▸ **What this task involves**
For every line in the records that has the word "WHERE", make a copy.

Recorded data:
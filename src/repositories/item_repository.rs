use super::{ItemRepositoryTrait, OwnershipChange, RepoResult, MAX_QUERY_ROWS};
use crate::models::Item;
use async_trait::async_trait;
use sqlx::PgPool;
use uuid::Uuid;

const ITEM_COLUMNS: &str = r#"
    item_id, owner_id, category, subcategory, brand, condition, photo, value,
    is_fractional, share_percentage, parent_item_id, created_at, updated_at
"#;

/// PostgreSQL repository for items
pub struct PgItemRepository {
    pool: PgPool,
}

impl PgItemRepository {
    pub fn new(pool: PgPool) -> Self {
        Self { pool }
    }
}

#[async_trait]
impl ItemRepositoryTrait for PgItemRepository {
    async fn create(&self, item: &Item) -> RepoResult<Item> {
        let sql = format!(
            r#"
            INSERT INTO items (
                item_id, owner_id, category, subcategory, brand, condition, photo, value,
                is_fractional, share_percentage, parent_item_id, created_at, updated_at
            )
            VALUES ($1, $2, $3, $4, $5, $6, $7, $8, $9, $10, $11, $12, $13)
            RETURNING {}
            "#,
            ITEM_COLUMNS
        );

        let created = sqlx::query_as::<_, Item>(&sql)
            .bind(item.item_id)
            .bind(item.owner_id)
            .bind(&item.category)
            .bind(&item.subcategory)
            .bind(&item.brand)
            .bind(&item.condition)
            .bind(&item.photo)
            .bind(item.value)
            .bind(item.is_fractional)
            .bind(item.share_percentage)
            .bind(item.parent_item_id)
            .bind(item.created_at)
            .bind(item.updated_at)
            .fetch_one(&self.pool)
            .await?;

        Ok(created)
    }

    async fn find_by_id(&self, item_id: Uuid) -> RepoResult<Option<Item>> {
        let sql = format!("SELECT {} FROM items WHERE item_id = $1", ITEM_COLUMNS);
        let item = sqlx::query_as::<_, Item>(&sql)
            .bind(item_id)
            .fetch_optional(&self.pool)
            .await?;
        Ok(item)
    }

    async fn find_by_owner(&self, owner_id: Uuid) -> RepoResult<Vec<Item>> {
        let sql = format!(
            "SELECT {} FROM items WHERE owner_id = $1 ORDER BY created_at LIMIT $2",
            ITEM_COLUMNS
        );
        let items = sqlx::query_as::<_, Item>(&sql)
            .bind(owner_id)
            .bind(MAX_QUERY_ROWS as i64)
            .fetch_all(&self.pool)
            .await?;
        Ok(items)
    }

    async fn update(&self, item: &Item) -> RepoResult<Item> {
        let sql = format!(
            r#"
            UPDATE items
            SET owner_id = $2, share_percentage = $3, updated_at = $4
            WHERE item_id = $1
            RETURNING {}
            "#,
            ITEM_COLUMNS
        );

        let updated = sqlx::query_as::<_, Item>(&sql)
            .bind(item.item_id)
            .bind(item.owner_id)
            .bind(item.share_percentage)
            .bind(item.updated_at)
            .fetch_one(&self.pool)
            .await?;

        Ok(updated)
    }

    async fn apply_ownership(&self, item_id: Uuid, change: OwnershipChange) -> RepoResult<bool> {
        // COALESCE keeps the stored share when the change carries none
        let result = sqlx::query(
            r#"
            UPDATE items
            SET owner_id = $2,
                share_percentage = COALESCE($3, share_percentage),
                updated_at = $4
            WHERE item_id = $1
            "#,
        )
        .bind(item_id)
        .bind(change.owner_id)
        .bind(change.share_percentage)
        .bind(change.updated_at)
        .execute(&self.pool)
        .await?;

        Ok(result.rows_affected() > 0)
    }

    async fn delete(&self, item_id: Uuid) -> RepoResult<bool> {
        let result = sqlx::query("DELETE FROM items WHERE item_id = $1")
            .bind(item_id)
            .execute(&self.pool)
            .await?;

        Ok(result.rows_affected() > 0)
    }
}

▸ **Reply**
        let sql = format!("SELECT {} FROM items WHERE item_id = $1", ITEM_COLUMNS);
            "SELECT {} FROM items WHERE owner_id = $1 ORDER BY created_at LIMIT $2",
            WHERE item_id = $1
            WHERE item_id = $1
        let result = sqlx::query("DELETE FROM items WHERE item_id = $1")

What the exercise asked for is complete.